* WORK REQUEST *
In the listing that follows, count each line containing the string "reports" and report only the count.

* PROVIDED DATA *
^^^^

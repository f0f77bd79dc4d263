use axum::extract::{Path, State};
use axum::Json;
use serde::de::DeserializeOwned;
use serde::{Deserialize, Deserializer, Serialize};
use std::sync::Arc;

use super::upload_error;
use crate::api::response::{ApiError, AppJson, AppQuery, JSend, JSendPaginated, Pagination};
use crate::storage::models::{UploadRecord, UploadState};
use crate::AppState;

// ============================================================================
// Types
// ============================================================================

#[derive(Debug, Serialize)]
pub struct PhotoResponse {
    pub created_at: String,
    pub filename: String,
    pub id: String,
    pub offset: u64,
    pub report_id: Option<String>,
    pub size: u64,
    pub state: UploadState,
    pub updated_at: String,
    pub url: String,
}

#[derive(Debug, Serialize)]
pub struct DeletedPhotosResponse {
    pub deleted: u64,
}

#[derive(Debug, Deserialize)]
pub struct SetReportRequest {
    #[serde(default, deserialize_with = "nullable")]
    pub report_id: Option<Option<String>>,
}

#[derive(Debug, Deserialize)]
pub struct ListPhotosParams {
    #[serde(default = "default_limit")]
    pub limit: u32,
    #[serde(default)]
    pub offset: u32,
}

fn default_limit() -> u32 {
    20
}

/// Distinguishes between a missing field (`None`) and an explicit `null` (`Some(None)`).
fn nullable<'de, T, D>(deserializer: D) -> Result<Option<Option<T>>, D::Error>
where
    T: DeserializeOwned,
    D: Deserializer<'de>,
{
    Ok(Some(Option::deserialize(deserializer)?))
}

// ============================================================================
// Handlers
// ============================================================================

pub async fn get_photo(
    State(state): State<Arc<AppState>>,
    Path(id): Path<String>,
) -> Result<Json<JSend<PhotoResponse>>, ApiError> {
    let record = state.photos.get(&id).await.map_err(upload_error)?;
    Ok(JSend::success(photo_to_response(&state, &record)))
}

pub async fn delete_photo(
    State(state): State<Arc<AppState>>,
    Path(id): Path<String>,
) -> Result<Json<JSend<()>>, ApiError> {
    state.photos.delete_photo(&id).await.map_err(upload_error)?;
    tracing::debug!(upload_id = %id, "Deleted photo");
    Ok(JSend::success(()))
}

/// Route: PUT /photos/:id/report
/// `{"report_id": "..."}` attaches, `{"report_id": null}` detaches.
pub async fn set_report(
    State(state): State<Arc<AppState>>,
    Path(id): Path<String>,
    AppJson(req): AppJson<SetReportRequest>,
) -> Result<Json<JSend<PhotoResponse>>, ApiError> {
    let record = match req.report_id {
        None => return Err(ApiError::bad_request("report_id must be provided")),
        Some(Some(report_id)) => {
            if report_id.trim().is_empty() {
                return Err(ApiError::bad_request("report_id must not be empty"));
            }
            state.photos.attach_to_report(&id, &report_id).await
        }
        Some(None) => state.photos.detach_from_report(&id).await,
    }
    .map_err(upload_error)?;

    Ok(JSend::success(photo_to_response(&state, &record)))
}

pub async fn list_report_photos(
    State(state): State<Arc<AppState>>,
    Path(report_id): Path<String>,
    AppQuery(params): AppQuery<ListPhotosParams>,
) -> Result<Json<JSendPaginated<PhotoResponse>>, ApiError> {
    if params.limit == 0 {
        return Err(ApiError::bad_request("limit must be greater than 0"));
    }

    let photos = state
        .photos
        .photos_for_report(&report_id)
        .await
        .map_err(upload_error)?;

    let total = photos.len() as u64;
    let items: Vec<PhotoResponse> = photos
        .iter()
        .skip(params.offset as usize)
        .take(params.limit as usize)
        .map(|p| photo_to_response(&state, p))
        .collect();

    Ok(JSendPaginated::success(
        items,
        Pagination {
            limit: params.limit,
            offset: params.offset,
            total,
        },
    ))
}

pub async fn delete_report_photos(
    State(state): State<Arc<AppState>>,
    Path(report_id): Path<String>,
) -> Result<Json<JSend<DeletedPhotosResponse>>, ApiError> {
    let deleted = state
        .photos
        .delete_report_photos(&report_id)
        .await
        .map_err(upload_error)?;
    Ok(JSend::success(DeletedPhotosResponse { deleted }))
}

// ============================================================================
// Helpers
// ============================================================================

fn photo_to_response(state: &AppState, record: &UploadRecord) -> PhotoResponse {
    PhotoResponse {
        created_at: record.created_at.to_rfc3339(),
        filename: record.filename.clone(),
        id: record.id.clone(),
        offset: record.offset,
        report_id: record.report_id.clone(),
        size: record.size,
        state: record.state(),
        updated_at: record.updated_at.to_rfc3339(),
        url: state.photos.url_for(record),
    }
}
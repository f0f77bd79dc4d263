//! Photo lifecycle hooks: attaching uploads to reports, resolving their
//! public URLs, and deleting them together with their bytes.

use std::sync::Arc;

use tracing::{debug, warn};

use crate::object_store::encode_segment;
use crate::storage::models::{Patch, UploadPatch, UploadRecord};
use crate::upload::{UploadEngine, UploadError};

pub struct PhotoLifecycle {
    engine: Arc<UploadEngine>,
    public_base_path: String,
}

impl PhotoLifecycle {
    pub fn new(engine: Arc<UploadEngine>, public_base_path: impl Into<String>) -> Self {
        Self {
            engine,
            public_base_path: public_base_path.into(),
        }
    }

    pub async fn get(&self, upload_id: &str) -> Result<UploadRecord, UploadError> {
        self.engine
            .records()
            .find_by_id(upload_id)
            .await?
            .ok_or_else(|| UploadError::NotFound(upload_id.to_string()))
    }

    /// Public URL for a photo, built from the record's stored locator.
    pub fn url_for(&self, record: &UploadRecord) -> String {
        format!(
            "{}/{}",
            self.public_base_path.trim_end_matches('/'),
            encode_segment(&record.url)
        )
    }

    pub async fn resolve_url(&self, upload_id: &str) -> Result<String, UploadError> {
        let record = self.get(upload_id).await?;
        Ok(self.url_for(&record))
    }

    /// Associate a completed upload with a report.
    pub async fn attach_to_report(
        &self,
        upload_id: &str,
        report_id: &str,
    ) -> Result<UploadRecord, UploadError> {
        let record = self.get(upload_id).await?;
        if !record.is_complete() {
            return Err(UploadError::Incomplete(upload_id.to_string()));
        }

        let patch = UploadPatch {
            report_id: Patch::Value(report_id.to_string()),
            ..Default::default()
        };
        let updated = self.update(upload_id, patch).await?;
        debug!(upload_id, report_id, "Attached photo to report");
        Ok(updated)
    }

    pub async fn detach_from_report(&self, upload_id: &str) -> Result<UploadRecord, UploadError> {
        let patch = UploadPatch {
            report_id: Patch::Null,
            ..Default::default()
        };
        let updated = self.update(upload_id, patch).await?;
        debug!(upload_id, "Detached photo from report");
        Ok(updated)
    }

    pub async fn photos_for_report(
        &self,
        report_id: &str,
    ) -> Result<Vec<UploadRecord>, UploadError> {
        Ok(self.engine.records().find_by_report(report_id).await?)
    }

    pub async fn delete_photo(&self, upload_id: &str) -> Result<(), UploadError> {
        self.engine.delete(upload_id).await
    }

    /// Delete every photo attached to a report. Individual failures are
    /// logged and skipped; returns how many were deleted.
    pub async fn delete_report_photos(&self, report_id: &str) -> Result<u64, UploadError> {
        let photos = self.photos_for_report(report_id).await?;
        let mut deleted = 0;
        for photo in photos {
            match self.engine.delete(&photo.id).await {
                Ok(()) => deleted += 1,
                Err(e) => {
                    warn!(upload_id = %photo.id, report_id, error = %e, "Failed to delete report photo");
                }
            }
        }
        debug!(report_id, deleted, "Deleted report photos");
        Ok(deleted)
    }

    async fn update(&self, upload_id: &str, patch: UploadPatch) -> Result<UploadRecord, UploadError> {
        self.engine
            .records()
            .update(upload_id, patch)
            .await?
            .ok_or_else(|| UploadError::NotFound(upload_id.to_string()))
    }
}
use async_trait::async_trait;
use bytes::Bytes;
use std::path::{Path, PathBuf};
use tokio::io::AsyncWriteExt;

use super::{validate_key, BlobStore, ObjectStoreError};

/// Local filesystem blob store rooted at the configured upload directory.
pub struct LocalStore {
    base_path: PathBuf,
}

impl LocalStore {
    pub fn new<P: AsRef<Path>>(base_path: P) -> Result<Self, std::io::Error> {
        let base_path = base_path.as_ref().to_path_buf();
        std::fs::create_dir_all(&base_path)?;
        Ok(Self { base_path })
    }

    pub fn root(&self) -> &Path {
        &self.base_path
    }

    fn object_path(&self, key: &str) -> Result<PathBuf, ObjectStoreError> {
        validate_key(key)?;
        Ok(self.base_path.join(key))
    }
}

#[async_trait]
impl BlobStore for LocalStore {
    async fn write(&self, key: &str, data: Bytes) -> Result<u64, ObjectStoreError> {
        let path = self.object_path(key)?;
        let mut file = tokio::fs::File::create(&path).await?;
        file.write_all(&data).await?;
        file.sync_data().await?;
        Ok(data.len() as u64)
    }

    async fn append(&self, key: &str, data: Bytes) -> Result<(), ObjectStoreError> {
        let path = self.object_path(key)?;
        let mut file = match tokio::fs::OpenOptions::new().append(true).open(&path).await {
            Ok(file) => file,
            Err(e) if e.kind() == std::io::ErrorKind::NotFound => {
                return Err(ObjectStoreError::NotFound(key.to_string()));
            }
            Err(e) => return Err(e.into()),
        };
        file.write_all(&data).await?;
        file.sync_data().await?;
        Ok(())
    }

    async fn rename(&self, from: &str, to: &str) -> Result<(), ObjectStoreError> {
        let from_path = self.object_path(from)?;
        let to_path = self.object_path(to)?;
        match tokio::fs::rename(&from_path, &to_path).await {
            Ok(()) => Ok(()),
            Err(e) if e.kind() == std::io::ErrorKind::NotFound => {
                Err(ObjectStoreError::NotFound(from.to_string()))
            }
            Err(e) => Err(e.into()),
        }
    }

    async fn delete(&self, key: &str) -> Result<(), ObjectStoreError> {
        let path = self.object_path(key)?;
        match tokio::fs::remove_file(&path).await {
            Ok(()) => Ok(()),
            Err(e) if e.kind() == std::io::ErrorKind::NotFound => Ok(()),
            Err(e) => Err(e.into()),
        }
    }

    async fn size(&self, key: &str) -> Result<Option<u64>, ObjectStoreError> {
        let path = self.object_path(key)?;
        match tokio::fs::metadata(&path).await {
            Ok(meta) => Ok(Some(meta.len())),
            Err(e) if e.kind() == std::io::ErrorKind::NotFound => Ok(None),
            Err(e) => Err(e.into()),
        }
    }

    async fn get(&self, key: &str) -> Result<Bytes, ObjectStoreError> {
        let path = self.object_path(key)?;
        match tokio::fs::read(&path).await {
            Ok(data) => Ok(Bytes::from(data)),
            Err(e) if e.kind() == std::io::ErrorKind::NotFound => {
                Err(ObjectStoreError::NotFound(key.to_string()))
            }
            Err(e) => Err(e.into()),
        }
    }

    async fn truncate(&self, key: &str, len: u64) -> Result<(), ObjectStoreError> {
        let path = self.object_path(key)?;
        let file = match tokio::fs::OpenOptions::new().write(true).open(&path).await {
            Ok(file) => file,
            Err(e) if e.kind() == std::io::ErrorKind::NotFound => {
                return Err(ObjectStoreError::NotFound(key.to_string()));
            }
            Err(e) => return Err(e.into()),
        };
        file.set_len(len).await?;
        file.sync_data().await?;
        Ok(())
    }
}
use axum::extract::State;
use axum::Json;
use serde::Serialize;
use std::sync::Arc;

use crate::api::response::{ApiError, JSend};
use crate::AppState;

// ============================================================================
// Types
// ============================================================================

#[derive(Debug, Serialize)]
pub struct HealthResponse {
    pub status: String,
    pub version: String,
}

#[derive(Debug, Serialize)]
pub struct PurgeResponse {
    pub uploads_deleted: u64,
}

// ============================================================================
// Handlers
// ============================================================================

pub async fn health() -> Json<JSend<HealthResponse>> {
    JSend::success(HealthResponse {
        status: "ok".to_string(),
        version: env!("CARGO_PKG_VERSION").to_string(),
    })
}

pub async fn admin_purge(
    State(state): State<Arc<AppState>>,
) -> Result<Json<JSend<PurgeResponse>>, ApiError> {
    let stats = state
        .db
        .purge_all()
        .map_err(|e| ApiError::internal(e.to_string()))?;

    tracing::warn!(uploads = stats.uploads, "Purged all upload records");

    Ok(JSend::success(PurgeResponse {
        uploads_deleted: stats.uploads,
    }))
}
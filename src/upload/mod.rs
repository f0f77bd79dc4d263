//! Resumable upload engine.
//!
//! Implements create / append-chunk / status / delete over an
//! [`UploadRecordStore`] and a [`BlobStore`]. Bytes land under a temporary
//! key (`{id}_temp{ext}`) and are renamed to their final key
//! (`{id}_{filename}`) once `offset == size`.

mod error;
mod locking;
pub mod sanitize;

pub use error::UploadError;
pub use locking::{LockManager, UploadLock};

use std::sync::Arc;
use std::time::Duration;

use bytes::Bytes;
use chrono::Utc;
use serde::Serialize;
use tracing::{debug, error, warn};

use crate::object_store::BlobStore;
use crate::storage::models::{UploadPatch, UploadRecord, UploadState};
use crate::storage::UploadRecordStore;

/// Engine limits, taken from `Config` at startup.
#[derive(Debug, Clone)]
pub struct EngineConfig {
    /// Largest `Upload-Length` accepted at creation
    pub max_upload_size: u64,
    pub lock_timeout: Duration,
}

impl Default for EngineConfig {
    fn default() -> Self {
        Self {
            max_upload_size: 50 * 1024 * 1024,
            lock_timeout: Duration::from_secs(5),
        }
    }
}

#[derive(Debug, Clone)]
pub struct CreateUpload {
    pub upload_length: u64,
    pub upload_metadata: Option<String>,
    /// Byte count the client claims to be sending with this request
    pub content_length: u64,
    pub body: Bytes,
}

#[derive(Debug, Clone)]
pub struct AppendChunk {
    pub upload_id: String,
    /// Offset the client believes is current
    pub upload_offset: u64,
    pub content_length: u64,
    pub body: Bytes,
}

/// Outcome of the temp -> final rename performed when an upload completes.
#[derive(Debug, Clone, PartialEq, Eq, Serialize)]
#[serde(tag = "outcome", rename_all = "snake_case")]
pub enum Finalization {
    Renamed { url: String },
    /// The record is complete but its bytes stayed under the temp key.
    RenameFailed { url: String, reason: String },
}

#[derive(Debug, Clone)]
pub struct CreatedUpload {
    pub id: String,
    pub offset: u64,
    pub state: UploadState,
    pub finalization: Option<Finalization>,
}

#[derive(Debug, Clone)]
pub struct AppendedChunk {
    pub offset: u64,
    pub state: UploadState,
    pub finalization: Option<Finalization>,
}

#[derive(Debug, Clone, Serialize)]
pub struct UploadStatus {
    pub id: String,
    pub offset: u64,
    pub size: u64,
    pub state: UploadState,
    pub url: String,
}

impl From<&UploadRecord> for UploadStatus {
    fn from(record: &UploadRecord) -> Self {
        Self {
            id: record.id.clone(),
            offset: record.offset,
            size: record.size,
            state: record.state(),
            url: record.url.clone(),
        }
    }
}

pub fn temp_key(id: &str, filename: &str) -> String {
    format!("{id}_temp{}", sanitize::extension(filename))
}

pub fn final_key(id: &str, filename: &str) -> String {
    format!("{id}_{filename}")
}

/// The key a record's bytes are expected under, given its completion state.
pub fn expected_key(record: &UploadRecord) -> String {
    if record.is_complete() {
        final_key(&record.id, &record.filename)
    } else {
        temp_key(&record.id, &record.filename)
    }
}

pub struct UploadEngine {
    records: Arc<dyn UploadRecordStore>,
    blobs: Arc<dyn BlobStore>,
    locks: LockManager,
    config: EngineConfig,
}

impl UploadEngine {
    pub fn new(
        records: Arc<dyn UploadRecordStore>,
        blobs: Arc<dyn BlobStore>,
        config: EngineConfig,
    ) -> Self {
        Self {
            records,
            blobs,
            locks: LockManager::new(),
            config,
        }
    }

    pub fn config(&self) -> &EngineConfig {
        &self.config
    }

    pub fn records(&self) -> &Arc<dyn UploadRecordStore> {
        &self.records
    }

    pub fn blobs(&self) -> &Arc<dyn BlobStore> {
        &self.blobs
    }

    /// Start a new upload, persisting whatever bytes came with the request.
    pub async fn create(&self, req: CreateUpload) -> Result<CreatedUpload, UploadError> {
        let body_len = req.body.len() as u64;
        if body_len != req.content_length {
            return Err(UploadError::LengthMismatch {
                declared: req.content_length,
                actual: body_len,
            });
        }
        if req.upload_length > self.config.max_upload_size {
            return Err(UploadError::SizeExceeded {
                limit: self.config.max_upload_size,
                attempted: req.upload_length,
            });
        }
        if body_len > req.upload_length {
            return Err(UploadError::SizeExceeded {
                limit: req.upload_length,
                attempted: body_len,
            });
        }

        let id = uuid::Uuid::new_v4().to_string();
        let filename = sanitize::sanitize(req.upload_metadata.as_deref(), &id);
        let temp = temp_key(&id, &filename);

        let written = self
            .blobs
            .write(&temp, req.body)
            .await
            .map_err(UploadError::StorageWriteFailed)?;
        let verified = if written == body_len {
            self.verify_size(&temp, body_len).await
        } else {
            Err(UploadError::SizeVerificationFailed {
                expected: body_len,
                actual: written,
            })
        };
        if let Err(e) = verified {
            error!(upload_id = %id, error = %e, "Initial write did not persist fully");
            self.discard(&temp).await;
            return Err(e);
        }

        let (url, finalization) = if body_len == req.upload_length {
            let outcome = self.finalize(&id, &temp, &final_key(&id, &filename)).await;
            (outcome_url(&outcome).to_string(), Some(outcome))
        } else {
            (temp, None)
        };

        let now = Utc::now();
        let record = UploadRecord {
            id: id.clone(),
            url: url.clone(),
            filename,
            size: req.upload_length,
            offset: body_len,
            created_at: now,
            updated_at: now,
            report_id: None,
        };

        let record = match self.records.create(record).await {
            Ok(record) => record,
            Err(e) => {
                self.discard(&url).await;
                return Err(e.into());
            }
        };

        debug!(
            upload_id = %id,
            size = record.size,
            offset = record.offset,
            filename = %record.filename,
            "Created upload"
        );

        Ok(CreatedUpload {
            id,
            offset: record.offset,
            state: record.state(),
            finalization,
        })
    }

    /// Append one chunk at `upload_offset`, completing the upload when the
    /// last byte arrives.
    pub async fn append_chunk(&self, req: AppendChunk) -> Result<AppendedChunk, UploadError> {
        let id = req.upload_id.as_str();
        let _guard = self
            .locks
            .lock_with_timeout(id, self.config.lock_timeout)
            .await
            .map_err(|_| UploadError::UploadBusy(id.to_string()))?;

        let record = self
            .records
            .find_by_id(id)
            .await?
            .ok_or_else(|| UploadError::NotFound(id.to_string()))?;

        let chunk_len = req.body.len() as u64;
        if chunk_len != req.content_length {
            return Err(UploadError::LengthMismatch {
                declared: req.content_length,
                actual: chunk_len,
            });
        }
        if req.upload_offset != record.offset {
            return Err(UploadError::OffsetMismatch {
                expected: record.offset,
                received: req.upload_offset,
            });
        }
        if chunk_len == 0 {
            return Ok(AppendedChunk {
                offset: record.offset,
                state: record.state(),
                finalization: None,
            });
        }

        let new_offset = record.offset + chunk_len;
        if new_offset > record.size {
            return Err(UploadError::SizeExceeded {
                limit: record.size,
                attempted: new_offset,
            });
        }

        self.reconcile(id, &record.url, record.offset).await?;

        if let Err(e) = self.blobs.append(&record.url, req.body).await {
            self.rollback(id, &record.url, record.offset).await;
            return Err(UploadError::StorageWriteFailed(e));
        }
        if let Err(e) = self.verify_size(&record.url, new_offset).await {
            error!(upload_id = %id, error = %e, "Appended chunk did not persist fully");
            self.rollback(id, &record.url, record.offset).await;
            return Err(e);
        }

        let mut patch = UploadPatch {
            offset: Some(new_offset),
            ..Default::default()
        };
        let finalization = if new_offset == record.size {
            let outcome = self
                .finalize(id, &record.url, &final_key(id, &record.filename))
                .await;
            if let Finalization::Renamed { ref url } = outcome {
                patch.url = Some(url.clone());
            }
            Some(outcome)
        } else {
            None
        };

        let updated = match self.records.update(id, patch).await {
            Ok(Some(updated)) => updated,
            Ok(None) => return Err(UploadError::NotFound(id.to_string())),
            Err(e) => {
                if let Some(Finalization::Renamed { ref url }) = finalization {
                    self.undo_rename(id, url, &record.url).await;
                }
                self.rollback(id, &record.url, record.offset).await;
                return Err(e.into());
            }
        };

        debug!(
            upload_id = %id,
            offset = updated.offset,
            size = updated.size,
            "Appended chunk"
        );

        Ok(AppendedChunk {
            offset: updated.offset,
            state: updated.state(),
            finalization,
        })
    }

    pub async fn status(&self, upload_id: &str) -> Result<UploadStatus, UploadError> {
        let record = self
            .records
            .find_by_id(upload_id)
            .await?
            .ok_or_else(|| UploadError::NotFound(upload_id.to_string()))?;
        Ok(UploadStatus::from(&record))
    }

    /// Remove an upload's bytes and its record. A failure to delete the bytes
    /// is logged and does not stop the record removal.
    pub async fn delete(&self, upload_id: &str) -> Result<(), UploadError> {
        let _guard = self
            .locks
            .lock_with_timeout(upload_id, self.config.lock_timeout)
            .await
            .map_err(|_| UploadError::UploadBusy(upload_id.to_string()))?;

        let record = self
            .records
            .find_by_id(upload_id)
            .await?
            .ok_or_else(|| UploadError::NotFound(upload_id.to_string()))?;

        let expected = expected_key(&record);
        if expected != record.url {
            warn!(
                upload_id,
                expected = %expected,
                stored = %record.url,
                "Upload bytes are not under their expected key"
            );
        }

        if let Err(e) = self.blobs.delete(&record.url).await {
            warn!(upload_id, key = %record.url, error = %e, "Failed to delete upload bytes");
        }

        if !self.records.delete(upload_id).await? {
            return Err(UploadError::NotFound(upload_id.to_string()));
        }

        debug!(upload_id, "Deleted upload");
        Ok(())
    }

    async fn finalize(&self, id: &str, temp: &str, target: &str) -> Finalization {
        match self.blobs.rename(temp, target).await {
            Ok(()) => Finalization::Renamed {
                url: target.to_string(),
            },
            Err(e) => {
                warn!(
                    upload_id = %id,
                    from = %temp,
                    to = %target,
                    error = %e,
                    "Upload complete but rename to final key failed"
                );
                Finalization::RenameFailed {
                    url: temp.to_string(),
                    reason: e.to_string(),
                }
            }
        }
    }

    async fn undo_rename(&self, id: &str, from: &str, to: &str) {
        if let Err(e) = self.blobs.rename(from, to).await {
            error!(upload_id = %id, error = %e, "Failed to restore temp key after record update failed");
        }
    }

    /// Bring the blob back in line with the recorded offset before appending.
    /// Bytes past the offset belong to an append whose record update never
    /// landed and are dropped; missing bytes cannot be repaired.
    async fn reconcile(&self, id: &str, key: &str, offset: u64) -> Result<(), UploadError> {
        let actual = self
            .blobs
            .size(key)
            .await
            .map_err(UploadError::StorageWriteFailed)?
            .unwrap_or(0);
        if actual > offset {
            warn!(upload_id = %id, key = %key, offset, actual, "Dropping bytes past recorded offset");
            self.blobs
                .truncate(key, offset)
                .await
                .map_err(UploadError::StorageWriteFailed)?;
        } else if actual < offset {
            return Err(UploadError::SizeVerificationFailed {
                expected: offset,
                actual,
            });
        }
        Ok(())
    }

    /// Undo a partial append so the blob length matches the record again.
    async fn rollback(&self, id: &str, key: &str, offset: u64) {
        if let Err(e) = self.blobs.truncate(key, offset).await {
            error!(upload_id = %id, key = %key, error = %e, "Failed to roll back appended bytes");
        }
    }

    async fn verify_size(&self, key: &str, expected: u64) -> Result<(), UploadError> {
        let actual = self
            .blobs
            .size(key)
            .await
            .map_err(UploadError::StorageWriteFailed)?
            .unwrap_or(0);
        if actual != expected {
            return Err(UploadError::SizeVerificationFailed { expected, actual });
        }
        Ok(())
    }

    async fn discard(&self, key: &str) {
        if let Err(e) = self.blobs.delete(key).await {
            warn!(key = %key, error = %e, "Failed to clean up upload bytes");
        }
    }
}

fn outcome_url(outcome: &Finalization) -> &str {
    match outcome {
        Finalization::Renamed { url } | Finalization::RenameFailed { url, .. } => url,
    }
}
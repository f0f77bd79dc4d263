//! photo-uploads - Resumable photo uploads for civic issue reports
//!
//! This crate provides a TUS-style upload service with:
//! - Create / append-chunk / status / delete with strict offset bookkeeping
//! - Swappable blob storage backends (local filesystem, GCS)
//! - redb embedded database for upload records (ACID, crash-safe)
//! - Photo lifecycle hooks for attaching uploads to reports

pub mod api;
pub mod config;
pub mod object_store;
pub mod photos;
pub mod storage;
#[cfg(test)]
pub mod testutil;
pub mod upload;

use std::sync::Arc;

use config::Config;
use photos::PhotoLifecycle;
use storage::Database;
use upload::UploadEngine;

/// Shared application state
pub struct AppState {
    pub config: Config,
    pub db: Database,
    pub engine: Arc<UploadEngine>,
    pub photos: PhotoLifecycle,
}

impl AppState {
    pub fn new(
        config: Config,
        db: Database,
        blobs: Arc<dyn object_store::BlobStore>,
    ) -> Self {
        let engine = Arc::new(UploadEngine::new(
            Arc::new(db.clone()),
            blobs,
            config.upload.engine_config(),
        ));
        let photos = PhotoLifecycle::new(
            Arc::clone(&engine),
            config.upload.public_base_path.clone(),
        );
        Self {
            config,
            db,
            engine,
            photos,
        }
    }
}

^^^^

* ANSWER FOR THE TASK *
3